As green and purple flew, delegates stood as one, applauding and cheering, with Liverpool anthem You’ll Never Walk Alone reverberating around the hall.
It was the perfect illustration of the solidarity that was his theme; the perfect illustration of how UNISON is helping more members achieve more than any other union in the UK.
Mr Prentis warmed up with a spot of gentle banter, apologising to Everton fans for Liverpool being the home of the “European football champions (It’s a shame I’m from Leeds)”, before touching on some of the city’s proud history.
“It was here in 1756 that the Liverpool shoemakers organised the first recorded strike. It was here in 1848 that the first trades council was formed,” he said.
“Liverpool – a city that knows the true meaning of solidarity. Like UNISON – the union with solidarity at its core.”
That, said Mr Prentis, was just like the solidarity the union has shown, and will continue to show, the Hillsborough families in their fight for justice.
The solidarity the union has shown with the people of Grenfell Tower in the two years since that calamitous firestorm – and will continue to show.
“Our solidarity has no borders,” said Mr Prentis.
Across the world, UNISON reaches out, resists, fights and never gives up, from Colombia to Turkey to Palestine.
Internationalism, he said, is the heart of our union; solidarity its bedrock.
And no more so than in the fight against the far right.
“The past year we’ve had to fight harder than ever. On the streets, but also in workplaces. Protecting our members.
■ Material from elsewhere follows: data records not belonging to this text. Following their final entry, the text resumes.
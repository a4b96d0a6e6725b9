//! Article matcher: finds catalog articles newly matching a saved search.

use chrono::{DateTime, Utc};
use sqlx::PgPool;

use newswire_common::error::DispatchError;
use newswire_common::types::{Article, SavedSearch};

use crate::catalog::CatalogSchema;
use crate::cursor::resume_point;

/// Runs saved-search predicates against the introspected catalog.
pub struct ArticleMatcher {
    schema: CatalogSchema,
    overlap_sec: i64,
}

impl ArticleMatcher {
    pub fn new(schema: CatalogSchema, overlap_sec: i64) -> Self {
        Self {
            schema,
            overlap_sec,
        }
    }

    pub fn schema(&self) -> &CatalogSchema {
        &self.schema
    }

    /// Matches for `search` newer than the cursor (minus the overlap margin),
    /// newest first, at most `limit` rows.
    pub async fn find_matches(
        &self,
        pool: &PgPool,
        search: &SavedSearch,
        cursor: Option<DateTime<Utc>>,
        limit: i64,
    ) -> Result<Vec<Article>, DispatchError> {
        let resume = resume_point(cursor, self.overlap_sec);
        let mut query = self.schema.match_query(search, resume, limit);
        let articles: Vec<Article> = query.build_query_as().fetch_all(pool).await?;

        tracing::debug!(
            saved_search_id = %search.id,
            resume = ?resume,
            matches = articles.len(),
            "Saved search evaluated"
        );

        Ok(articles)
    }

    /// Re-fetch one article for rendering. `None` when it no longer exists.
    pub async fn fetch_article(
        &self,
        pool: &PgPool,
        article_id: i64,
    ) -> Result<Option<Article>, DispatchError> {
        let mut query = self.schema.article_query(article_id);
        let article = query.build_query_as().fetch_optional(pool).await?;
        Ok(article)
    }
}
Fighting for their right to live free from fear, free from cheap jibes, free from racial slurs.
“Our members from the EU told to ‘go home’.”
Mr Prentis said that Brexit had unleashed “the stench of extremism … new faces spouting age-old hatreds.
“Our fight against bigotry, racism, Islamophobia and anti-Semitism can feel like an uphill struggle.
“But if we are bold, if we are strong – if we stand in solidarity, we will win” he pledged, to heartfelt applause.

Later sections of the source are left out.